The issue over Taiwan’s sovereignty has long been a source of conflict between China and the small island nation, whom it considers a renegade province, occasionally resulting in armed clashes between the two. Considered strategically important to U.S. interests in the region during the Cold War, the U.S. signed a bilateral mutual defense treaty with Taiwan, assuring its defense of Taiwan and its offshore islands from the ever-present threat of a Chinese attempt to re-capture the island. Such attempts materialized with China’s artillery bombardment and aerial attacks on Taiwan’s Kinmen islands in 1958, and occasional clashes prior. The conflict over Taiwan’s territorial sovereignty continues to this day, with the occasional issuance of threats and increased build up of armed forces by China, who has grown increasingly assertive in its territorial claims with Taiwan over the disputed Senkaku Islands, known in Taiwan as the Taioyutai Islands.
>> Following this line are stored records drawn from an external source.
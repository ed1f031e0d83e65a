use std::fmt;

use serde_json::Value;

/// Scale between thermostat protocol temperatures and degrees Celsius.
pub const MTS_TEMP_SCALE: f64 = 10.0;

pub const DIFFUSER_SPRAY_MODE_ECO: i64 = 0;
pub const DIFFUSER_SPRAY_MODE_FULL: i64 = 1;
pub const DIFFUSER_SPRAY_MODE_OFF: i64 = 2;

pub const SPRAY_OPTION_OFF: &str = "off";
pub const SPRAY_OPTION_ECO: &str = "eco";
pub const SPRAY_OPTION_CONTINUOUS: &str = "continuous";

pub const DIFFUSER_LIGHT_MODE_COLOR: i64 = 1;
/// Indexed by the diffuser light `mode` field.
pub const DIFFUSER_LIGHT_MODE_LIST: &[&str] = &["Rainbow", "Color", "Temperature"];

pub const PRESET_CUSTOM: &str = "custom";
pub const PRESET_COMFORT: &str = "comfort";
pub const PRESET_SLEEP: &str = "sleep";
pub const PRESET_AWAY: &str = "away";
pub const PRESET_AUTO: &str = "auto";

/// Device-local index of a capability instance.
#[derive(Debug, Clone, PartialEq, Eq, PartialOrd, Ord, Hash)]
pub enum Channel {
    Int(i64),
    Str(String),
}

impl Channel {
    pub fn from_value(value: &Value) -> Option<Self> {
        match value {
            Value::Number(n) => n.as_i64().map(Channel::Int),
            Value::String(s) => Some(Channel::Str(s.clone())),
            _ => None,
        }
    }

    pub fn to_value(&self) -> Value {
        match self {
            Channel::Int(i) => Value::from(*i),
            Channel::Str(s) => Value::from(s.as_str()),
        }
    }
}

impl From<i64> for Channel {
    fn from(i: i64) -> Self {
        Channel::Int(i)
    }
}

impl From<&str> for Channel {
    fn from(s: &str) -> Self {
        Channel::Str(s.to_string())
    }
}

impl fmt::Display for Channel {
    fn fmt(&self, f: &mut fmt::Formatter<'_>) -> fmt::Result {
        match self {
            Channel::Int(i) => write!(f, "{i}"),
            Channel::Str(s) => f.write_str(s),
        }
    }
}

/// Identity of an entity inside its device. At least one part is set.
#[derive(Debug, Clone, PartialEq, Eq, PartialOrd, Ord, Hash)]
pub struct EntityId {
    channel: Option<Channel>,
    entitykey: Option<String>,
}

impl EntityId {
    pub fn channel(channel: impl Into<Channel>) -> Self {
        Self {
            channel: Some(channel.into()),
            entitykey: None,
        }
    }

    pub fn key(entitykey: impl Into<String>) -> Self {
        Self {
            channel: None,
            entitykey: Some(entitykey.into()),
        }
    }

    pub fn with_key(channel: impl Into<Channel>, entitykey: impl Into<String>) -> Self {
        Self {
            channel: Some(channel.into()),
            entitykey: Some(entitykey.into()),
        }
    }

    pub fn get_channel(&self) -> Option<&Channel> {
        self.channel.as_ref()
    }

    pub fn get_entitykey(&self) -> Option<&str> {
        self.entitykey.as_deref()
    }
}

impl fmt::Display for EntityId {
    fn fmt(&self, f: &mut fmt::Formatter<'_>) -> fmt::Result {
        match (&self.channel, &self.entitykey) {
            (Some(c), Some(k)) => write!(f, "{c}_{k}"),
            (Some(c), None) => write!(f, "{c}"),
            (None, Some(k)) => f.write_str(k),
            (None, None) => f.write_str("?"),
        }
    }
}

#[derive(Debug, Clone, Copy, PartialEq, Eq)]
pub enum EntityKind {
    Switch,
    Light,
    DiffuserLight,
    DiffuserSpray,
    Climate,
    Sensor,
    BinarySensor,
    StateSensor,
    MediaPlayer,
}

/// Static lookup from a raw thermostat mode to a named preset.
#[derive(Debug, Clone, Copy, PartialEq, Eq)]
pub struct PresetMap(pub &'static [(i64, &'static str)]);

impl PresetMap {
    pub fn preset(&self, mode: i64) -> Option<&'static str> {
        self.0.iter().find(|(m, _)| *m == mode).map(|(_, p)| *p)
    }

    pub fn mode(&self, preset: &str) -> Option<i64> {
        self.0.iter().find(|(_, p)| *p == preset).map(|(m, _)| *m)
    }
}

pub const MTS100_PRESETS: PresetMap = PresetMap(&[
    (0, PRESET_CUSTOM),
    (1, PRESET_COMFORT),
    (2, PRESET_SLEEP),
    (3, PRESET_AUTO),
    (4, PRESET_AWAY),
]);

pub const MTS200_PRESETS: PresetMap = PresetMap(&[
    (0, PRESET_COMFORT),
    (1, PRESET_SLEEP),
    (2, PRESET_AWAY),
    (3, PRESET_AUTO),
    (4, PRESET_CUSTOM),
]);

/// Thermostat.Mode is only carried by the MTS200.
pub const THERMOSTAT_MODE_PRESETS: PresetMap = MTS200_PRESETS;

/// Optional climate sub-sensors, or-ed into a mask.
pub const CLIMATE_SENSOR_NONE: u8 = 0;
pub const CLIMATE_SENSOR_OUTPUT_POWER_STATE: u8 = 1;
pub const CLIMATE_SENSOR_MODE_STATE: u8 = 2;

pub const MODE_STATE_OFF: &str = "off";
pub const MODE_STATE_HEATING: &str = "heating";
pub const MODE_STATE_IDLE: &str = "idle";

pub const MP3_SONG_MIN: i64 = 1;
pub const MP3_SONG_MAX: i64 = 11;
pub const MP3_VOLUME_MAX: i64 = 16;

pub const MEDIA_STATE_PLAYING: &str = "playing";
pub const MEDIA_STATE_IDLE: &str = "idle";

const MP3_SONG_TITLES: &[&str] = &[
    "Cicada Chirping",
    "Rain Sound",
    "Ripple Sound",
    "Birdsong",
    "Lullaby",
    "Fan Sound",
    "Crystal Ball",
    "Music Box",
    "White Noise",
    "Thunder",
    "Ocean Wave",
];

pub fn mp3_song_title(song: i64) -> Option<&'static str> {
    let index = usize::try_from(song - MP3_SONG_MIN).ok()?;
    MP3_SONG_TITLES.get(index).copied()
}

/// Next track, wrapping from the last song to the first.
pub fn mp3_next_song(song: Option<i64>) -> i64 {
    match song {
        Some(s) if s < MP3_SONG_MAX => s + 1,
        _ => MP3_SONG_MIN,
    }
}

pub fn mp3_previous_song(song: Option<i64>) -> i64 {
    match song {
        None => MP3_SONG_MIN,
        Some(s) if s <= MP3_SONG_MIN => MP3_SONG_MAX,
        Some(s) => s - 1,
    }
}

/// Volume level in `0.0..=1.0` to the device's volume steps.
pub fn mp3_volume(level: f64) -> i64 {
    ((level * MP3_VOLUME_MAX as f64).round() as i64).clamp(0, MP3_VOLUME_MAX)
}

pub fn spray_option(mode: i64) -> Option<&'static str> {
    match mode {
        DIFFUSER_SPRAY_MODE_OFF => Some(SPRAY_OPTION_OFF),
        DIFFUSER_SPRAY_MODE_ECO => Some(SPRAY_OPTION_ECO),
        DIFFUSER_SPRAY_MODE_FULL => Some(SPRAY_OPTION_CONTINUOUS),
        _ => None,
    }
}

pub fn spray_mode(option: &str) -> Option<i64> {
    match option {
        SPRAY_OPTION_OFF => Some(DIFFUSER_SPRAY_MODE_OFF),
        SPRAY_OPTION_ECO => Some(DIFFUSER_SPRAY_MODE_ECO),
        SPRAY_OPTION_CONTINUOUS => Some(DIFFUSER_SPRAY_MODE_FULL),
        _ => None,
    }
}

/// Device scale for sensor keys carried by Sensor.Latest(X).
pub fn sensor_scale(key: &str) -> f64 {
    match key {
        "humi" => 10.0,
        "temp" => 100.0,
        _ => 1.0,
    }
}

#[cfg(test)]
mod tests {
    use super::*;
    use serde_json::json;

    #[test]
    fn entity_id_display() {
        assert_eq!(EntityId::channel(0).to_string(), "0");
        assert_eq!(EntityId::key("humidity").to_string(), "humidity");
        assert_eq!(EntityId::with_key(1, "temperature").to_string(), "1_temperature");
        assert_eq!(EntityId::channel("abc").to_string(), "abc");
    }

    #[test]
    fn channel_from_json() {
        assert_eq!(Channel::from_value(&json!(2)), Some(Channel::Int(2)));
        assert_eq!(Channel::from_value(&json!("sub1")), Some(Channel::from("sub1")));
        assert_eq!(Channel::from_value(&json!(null)), None);
        assert_eq!(Channel::Int(3).to_value(), json!(3));
    }

    #[test]
    fn preset_lookup() {
        assert_eq!(MTS100_PRESETS.preset(0), Some(PRESET_CUSTOM));
        assert_eq!(MTS100_PRESETS.preset(1), Some(PRESET_COMFORT));
        assert_eq!(MTS100_PRESETS.preset(9), None);
        assert_eq!(MTS200_PRESETS.mode(PRESET_CUSTOM), Some(4));
        assert_eq!(MTS200_PRESETS.mode("boost"), None);
    }

    #[test]
    fn spray_options_invert() {
        for mode in [DIFFUSER_SPRAY_MODE_ECO, DIFFUSER_SPRAY_MODE_FULL, DIFFUSER_SPRAY_MODE_OFF] {
            let option = spray_option(mode).unwrap();
            assert_eq!(spray_mode(option), Some(mode));
        }
        assert_eq!(spray_option(7), None);
    }

    #[test]
    fn mp3_tracks_wrap_around() {
        assert_eq!(mp3_next_song(None), MP3_SONG_MIN);
        assert_eq!(mp3_next_song(Some(MP3_SONG_MAX)), MP3_SONG_MIN);
        assert_eq!(mp3_previous_song(Some(MP3_SONG_MIN)), MP3_SONG_MAX);
        assert_eq!(mp3_previous_song(Some(5)), 4);
        assert_eq!(mp3_song_title(9), Some("White Noise"));
        assert_eq!(mp3_song_title(0), None);
        assert_eq!(mp3_song_title(12), None);
    }

    #[test]
    fn mp3_volume_is_clamped() {
        assert_eq!(mp3_volume(0.5), 8);
        assert_eq!(mp3_volume(1.7), MP3_VOLUME_MAX);
        assert_eq!(mp3_volume(-0.2), 0);
    }
}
Staaveren’s 1962 report examines the Taiwan Crisis of 1958 in regards to the historical context and build up to the event, by analyzing the successful role of involvement by the U.S. military in the defense of Taiwan, the logistical and  communications failures which proved obstructive to a better defense, as well as the lack of firm defense policy by Washington towards Taiwan’s defense.

Staaveren writes:

“There was evidence that U.S. weapon policy was not firm and that a balance in tactical and logistical strength to conduct nonnuclear as well as nuclear operations remained to be achieved. Failure to achieve this balance could deprive the United States of a choice of weapons – nonnuclear or nuclear – to deal with a future military crisis. [page 58]

This report was released to the Nautilus Institute under the US Freedom of Information Act (FOIA).